The brain needs them to "compute" solutions

May 14, 2009 22:01 GMT  ·  By
The human brain relies heavily on past experiences to help it in complex decision-making processes
   The human brain relies heavily on past experiences to help it in complex decision-making processes

The human brain's plasticity – its property of actually changing its internal structure in order to match the way we use it – is well known among experts in the field, but, now, they've also discovered that the circuitry in the cortices is changed by our past experiences. That is to say, when we are confronted with a situation that is not very clear, or of which we have insufficient information to make a clear decision, the experiences we lived in the past jump to mind and help the brain categorize the situation and to also find a resolve for complex dilemmas.

One of the main tasks that the brain has to perform on a regular basis is to assign meaning and clarifications to the sensory data it collects from our five senses (sight, smell, hearing, touch, and taste). But these data are naturally unclear and uncertain, and so the cortices involved in the process need to be on high alert at all times. Also very important, the expert say, is our ability to discern between visual stimuli that look relatively the same, as, for instance, when trying to spot someone in a crowd.

“What we have found is that learning from past experience actually rewires our brains so that we can categorize the things we are looking at, and respond appropriately to them in any context,” the lead researcher of the new study, University of Birmingham expert Dr. Zoe Kourtzi, explains. A scientific paper detailing the finds was published in the May 13th issue of the journal Neuron.

“We have shown that this learning process is not just a matter of learning the structure of the physical world – when I look at something I'm not just playing a game of 'snap' in my head where I try to match images to each other. In fact, areas in our brains are actually trained to learn the rules that determine the way we interpret sensory information,” the scientist says. For their study, the UB experts enlisted a number of volunteers, which they then asked to watch a series of highly similar visual stimuli. During the tests, they analyzed the behavior and the chemical signals that went on through the participants' heads, in a bid to determine how they assigned each of the stimuli they saw to a different category.

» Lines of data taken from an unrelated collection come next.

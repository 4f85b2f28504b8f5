//! # Unit Configuration
//!
//! The configuration-level choices that decide where system components sit.

use serde::{Deserialize, Serialize};

use crate::components::{ArmorType, EngineType, GyroType, StructureType};
use crate::equipment::TechBase;

/// Chassis class.
#[derive(Clone, Copy, Debug, Default, PartialEq, Eq, Hash, Serialize, Deserialize)]
pub enum UnitType {
    /// Combat chassis.
    #[default]
    BattleMech,
    /// Industrial chassis.
    IndustrialMech,
}

/// Configuration of a unit. Only `engine_type` and `gyro_type` affect slot
/// layout; the rest is carried for callers and for special components.
#[derive(Clone, Debug, PartialEq, Eq, Serialize, Deserialize)]
#[serde(default)]
pub struct UnitConfiguration {
    /// Engine type.
    pub engine_type: EngineType,
    /// Gyro type.
    pub gyro_type: GyroType,
    /// Tonnage.
    pub mass: u32,
    /// Chassis class.
    pub unit_type: UnitType,
    /// Technology base.
    pub tech_base: TechBase,
    /// Internal structure.
    pub structure_type: StructureType,
    /// Armor.
    pub armor_type: ArmorType,
}

impl Default for UnitConfiguration {
    fn default() -> Self {
        Self {
            engine_type: EngineType::Standard,
            gyro_type: GyroType::Standard,
            mass: 50,
            unit_type: UnitType::BattleMech,
            tech_base: TechBase::InnerSphere,
            structure_type: StructureType::Standard,
            armor_type: ArmorType::Standard,
        }
    }
}

impl UnitConfiguration {
    /// Standard engine and gyro on a 50-ton chassis.
    #[must_use]
    pub fn new() -> Self {
        Self::default()
    }

    /// Sets the engine type.
    #[must_use]
    pub const fn with_engine(mut self, engine_type: EngineType) -> Self {
        self.engine_type = engine_type;
        self
    }

    /// Sets the gyro type.
    #[must_use]
    pub const fn with_gyro(mut self, gyro_type: GyroType) -> Self {
        self.gyro_type = gyro_type;
        self
    }

    /// Sets the tonnage.
    #[must_use]
    pub const fn with_mass(mut self, mass: u32) -> Self {
        self.mass = mass;
        self
    }

    /// Sets the structure type.
    #[must_use]
    pub const fn with_structure(mut self, structure_type: StructureType) -> Self {
        self.structure_type = structure_type;
        self
    }

    /// Sets the armor type.
    #[must_use]
    pub const fn with_armor(mut self, armor_type: ArmorType) -> Self {
        self.armor_type = armor_type;
        self
    }

    /// Returns true if `other` places system components differently.
    #[inline]
    #[must_use]
    pub fn system_layout_differs(&self, other: &Self) -> bool {
        self.engine_type != other.engine_type || self.gyro_type != other.gyro_type
    }
}
//! # Reconstructor
//!
//! Applies an engine or gyro change by building a brand-new unit and
//! re-placing every piece of equipment the old unit knew about, placed or
//! pooled. The old unit is only read, never modified.
//!
//! ## Migration order (`MigrationMode::Migrate`)
//!
//! 1. Items that had a location before pooled-only items (when preserving
//!    location).
//! 2. Fewer required slots first.
//! 3. Weapon, equipment, heat sink, ammo.
//! 4. Otherwise collection order: sections in canonical order by start
//!    slot, then the pool.
//!
//! When preserving location, every item first tries its exact previous
//! slots; the leftovers then try their previous location, then the
//! preferred locations (torsos, arms, legs, head) with a large enough run.
//! Anything still homeless goes to the new pool. Each item crossing the
//! rebuild gets a fresh group id; the report maps old ids to new ones.

use mechbay_shared::{EngineType, GyroType, Location, UnitConfiguration};
use serde::Serialize;
use tracing::{debug, info, warn};

use crate::allocation::{EquipmentAllocation, GroupId, Placement};
use crate::error::CriticalsResult;
use crate::options::{MigrationMode, ReconstructionOptions};
use crate::rules::{self, DisplacementImpact, ValidationResult};
use crate::unit::UnitManager;

/// Above this many displaced items a preview adds a high-impact warning.
const HIGH_DISPLACEMENT_COUNT: usize = 5;

/// Where one item ended up.
#[derive(Clone, Copy, Debug, PartialEq, Eq, Serialize)]
pub enum MigrationResult {
    /// Same location and start slot as before.
    Retained(Placement),
    /// Placed somewhere else, or placed after being pooled.
    Relocated(Placement),
    /// In the new unit's pool.
    Unallocated,
}

/// Outcome for one item.
#[derive(Clone, Debug, PartialEq, Eq, Serialize)]
pub struct MigrationOutcome {
    /// Group id on the old unit.
    pub previous_group: GroupId,
    /// Group id on the new unit.
    pub group_id: GroupId,
    /// Equipment name.
    pub name: String,
    /// Placement on the old unit.
    pub from: Option<Placement>,
    /// Result on the new unit.
    pub result: MigrationResult,
}

/// Counts over a reconstruction.
#[derive(Clone, Copy, Debug, Default, PartialEq, Eq, Serialize)]
pub struct ReconstructionSummary {
    /// Items carried over.
    pub total: usize,
    /// Items at their previous position.
    pub retained: usize,
    /// Items placed at a new position.
    pub relocated: usize,
    /// Items left in the pool.
    pub unallocated: usize,
}

/// What a reconstruction did.
#[derive(Clone, Debug, Default, PartialEq, Eq, Serialize)]
pub struct ReconstructionReport {
    /// One entry per item, in collection order.
    pub outcomes: Vec<MigrationOutcome>,
    /// Counts.
    pub summary: ReconstructionSummary,
}

impl ReconstructionReport {
    /// Returns true if no item was carried over.
    #[inline]
    #[must_use]
    pub fn is_empty(&self) -> bool {
        self.outcomes.is_empty()
    }

    /// Items left at their previous position.
    pub fn retained(&self) -> impl Iterator<Item = &MigrationOutcome> {
        self.outcomes
            .iter()
            .filter(|o| matches!(o.result, MigrationResult::Retained(_)))
    }

    /// Items placed at a new position.
    pub fn relocated(&self) -> impl Iterator<Item = &MigrationOutcome> {
        self.outcomes
            .iter()
            .filter(|o| matches!(o.result, MigrationResult::Relocated(_)))
    }

    /// Items left in the pool.
    pub fn unallocated(&self) -> impl Iterator<Item = &MigrationOutcome> {
        self.outcomes
            .iter()
            .filter(|o| o.result == MigrationResult::Unallocated)
    }

    /// New group id for an old one.
    #[must_use]
    pub fn new_group_for(&self, previous: GroupId) -> Option<GroupId> {
        self.outcomes
            .iter()
            .find(|o| o.previous_group == previous)
            .map(|o| o.group_id)
    }
}

/// A rebuilt unit and its report.
#[derive(Clone, Debug)]
pub struct Reconstruction {
    /// The new unit.
    pub unit: UnitManager,
    /// What happened to each item.
    pub report: ReconstructionReport,
}

/// Read-only look at what a change would do.
#[derive(Clone, Debug, PartialEq, Eq)]
pub struct ChangePreview {
    /// Engine/gyro combination check.
    pub validation: ValidationResult,
    /// Newly reserved slots.
    pub impact: DisplacementImpact,
    /// Placed items overlapping the newly reserved slots.
    pub displaced: Vec<GroupId>,
    /// Validation warnings plus displacement warnings.
    pub warnings: Vec<String>,
}

impl ChangePreview {
    /// Number of placed items the change would clash with.
    #[inline]
    #[must_use]
    pub fn displaced_count(&self) -> usize {
        self.displaced.len()
    }

    /// Locations gaining reserved slots.
    #[must_use]
    pub fn affected_locations(&self) -> Vec<Location> {
        self.impact.affected_locations()
    }
}

/// One item to carry across.
struct Candidate {
    allocation: EquipmentAllocation,
    from: Option<Placement>,
}

impl Candidate {
    /// Places this item at `location`/`start` on `unit`.
    fn place_at(&self, unit: &mut UnitManager, location: Location, start: usize) -> Option<(GroupId, Placement)> {
        unit.place(self.allocation.definition(), location, Some(start))
            .ok()
            .map(|group_id| (group_id, Placement::new(location, start)))
    }
}

/// Rebuilds units on engine/gyro changes.
#[derive(Clone, Copy, Debug, Default, PartialEq, Eq)]
pub struct Reconstructor {
    options: ReconstructionOptions,
}

impl Reconstructor {
    /// Creates a reconstructor.
    #[must_use]
    pub const fn new(options: ReconstructionOptions) -> Self {
        Self { options }
    }

    /// Options in use.
    #[inline]
    #[must_use]
    pub const fn options(&self) -> &ReconstructionOptions {
        &self.options
    }

    /// Builds a fresh unit for `configuration` and carries every item of
    /// `unit` into it.
    ///
    /// # Errors
    ///
    /// Returns `CriticalsError::InvalidCombination` if the new engine/gyro
    /// pair does not fit. `unit` is untouched either way.
    pub fn reconstruct(
        &self,
        unit: &UnitManager,
        configuration: UnitConfiguration,
    ) -> CriticalsResult<Reconstruction> {
        let engine = configuration.engine_type;
        let gyro = configuration.gyro_type;
        let mut fresh = UnitManager::new(configuration)?;

        let candidates: Vec<Candidate> = unit
            .all_equipment()
            .into_iter()
            .map(|alloc| Candidate {
                allocation: alloc.clone(),
                from: alloc.placement(),
            })
            .collect();

        let placed = match self.options.mode {
            MigrationMode::Migrate => self.migrate(&candidates, &mut fresh),
            MigrationMode::DisplaceConflicts => Self::displace_conflicts(&candidates, &mut fresh),
        };

        let mut report = ReconstructionReport::default();
        for (candidate, placement) in candidates.iter().zip(placed) {
            let (group_id, result) = match placement {
                Some((group_id, at)) if candidate.from == Some(at) => {
                    report.summary.retained += 1;
                    (group_id, MigrationResult::Retained(at))
                }
                Some((group_id, at)) => {
                    report.summary.relocated += 1;
                    debug!(equipment = %candidate.allocation.name(), to = %at, "equipment relocated");
                    (group_id, MigrationResult::Relocated(at))
                }
                None => {
                    report.summary.unallocated += 1;
                    if let Some(from) = candidate.from {
                        warn!(equipment = %candidate.allocation.name(), from = %from, "equipment moved to unallocated pool");
                    }
                    let group_id = fresh.add_definition_to_pool(candidate.allocation.definition().clone());
                    (group_id, MigrationResult::Unallocated)
                }
            };

            report.outcomes.push(MigrationOutcome {
                previous_group: candidate.allocation.group_id(),
                group_id,
                name: candidate.allocation.name().to_string(),
                from: candidate.from,
                result,
            });
        }
        report.summary.total = report.outcomes.len();

        info!(
            engine = %engine,
            gyro = %gyro,
            total = report.summary.total,
            retained = report.summary.retained,
            relocated = report.summary.relocated,
            unallocated = report.summary.unallocated,
            "unit reconstructed"
        );

        Ok(Reconstruction {
            unit: fresh,
            report,
        })
    }

    /// Priority migration. Returns one entry per candidate.
    fn migrate(&self, candidates: &[Candidate], fresh: &mut UnitManager) -> Vec<Option<(GroupId, Placement)>> {
        let preserve = self.options.preserve_location;

        let mut order: Vec<usize> = (0..candidates.len()).collect();
        order.sort_by_key(|&i| {
            let alloc = &candidates[i].allocation;
            (
                preserve && candidates[i].from.is_none(),
                alloc.required_slots(),
                alloc.category().migration_rank(),
            )
        });

        let mut placed: Vec<Option<(GroupId, Placement)>> = vec![None; candidates.len()];

        if preserve {
            for &i in &order {
                if let Some(from) = candidates[i].from {
                    placed[i] = candidates[i].place_at(fresh, from.location, from.start);
                }
            }
        }

        let runs = rules::max_contiguous_equipment_run(fresh.engine_type(), fresh.gyro_type());
        for &i in &order {
            if placed[i].is_some() {
                continue;
            }
            let candidate = &candidates[i];
            let required = candidate.allocation.required_slots();

            let origin = candidate.from.filter(|_| preserve).map(|from| from.location);
            let preferred = Location::MIGRATION_PREFERENCE
                .into_iter()
                .filter(|&location| Some(location) != origin)
                .filter(|location| runs.get(location).is_some_and(|&run| run >= required));

            placed[i] = origin.into_iter().chain(preferred).find_map(|location| {
                let start = fresh.section(location).find_contiguous(required)?;
                candidate.place_at(fresh, location, start)
            });
        }

        placed
    }

    /// Keeps non-conflicting items in place; everything else is pooled.
    fn displace_conflicts(candidates: &[Candidate], fresh: &mut UnitManager) -> Vec<Option<(GroupId, Placement)>> {
        candidates
            .iter()
            .map(|candidate| {
                let from = candidate.from?;
                candidate.place_at(fresh, from.location, from.start)
            })
            .collect()
    }

    /// Validation, impact and displacement count for switching `unit` to
    /// `engine`/`gyro`. Nothing is modified.
    #[must_use]
    pub fn preview(unit: &UnitManager, engine: EngineType, gyro: GyroType) -> ChangePreview {
        let validation = rules::validate_combination(engine, gyro);
        let impact = rules::displacement_impact(unit.engine_type(), unit.gyro_type(), engine, gyro);

        let displaced: Vec<GroupId> = impact
            .newly_reserved
            .iter()
            .flat_map(|(&location, slots)| unit.section(location).find_conflicting(slots))
            .collect();

        let mut warnings = validation.warnings.clone();
        if !displaced.is_empty() {
            warnings.push(format!("{} equipment item(s) will be displaced", displaced.len()));
        }
        if displaced.len() > HIGH_DISPLACEMENT_COUNT {
            warnings.push(
                "High number of equipment displacements - consider alternative configuration"
                    .to_string(),
            );
        }

        ChangePreview {
            validation,
            impact,
            displaced,
            warnings,
        }
    }
}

Surprisingly, the volunteers used two rules to assign objects to categories, but, under one rule, an object could exist only in one category, whereas, under the “back-up” one, the object could exist in the other as well. “This flexible learning paradigm allowed us to test for brain changes related to the perceived rather than the physical similarity between visual patterns. Our use of brain imaging in combination with mathematical techniques enabled us to extract sensitive information about brain signals that reflected the participant's choice,” Dr. Kourtzi adds.

“What we've shown is that we don't just get better at the task of picking out a familiar face amongst a crowd, for example. Our results tell us that previous experience can train circuits in our brains to recognize perceived categories rather than simply the physical similarity between visual patterns. Based on what we found, we propose that learned information about categories is actually retained in brain circuits in the posterior areas of the brain. From there, we think it is fed through to circuits in frontal areas that translate this information into flexible decisions and appropriate actions depending on the requirements and context of the task,” the expert concludes.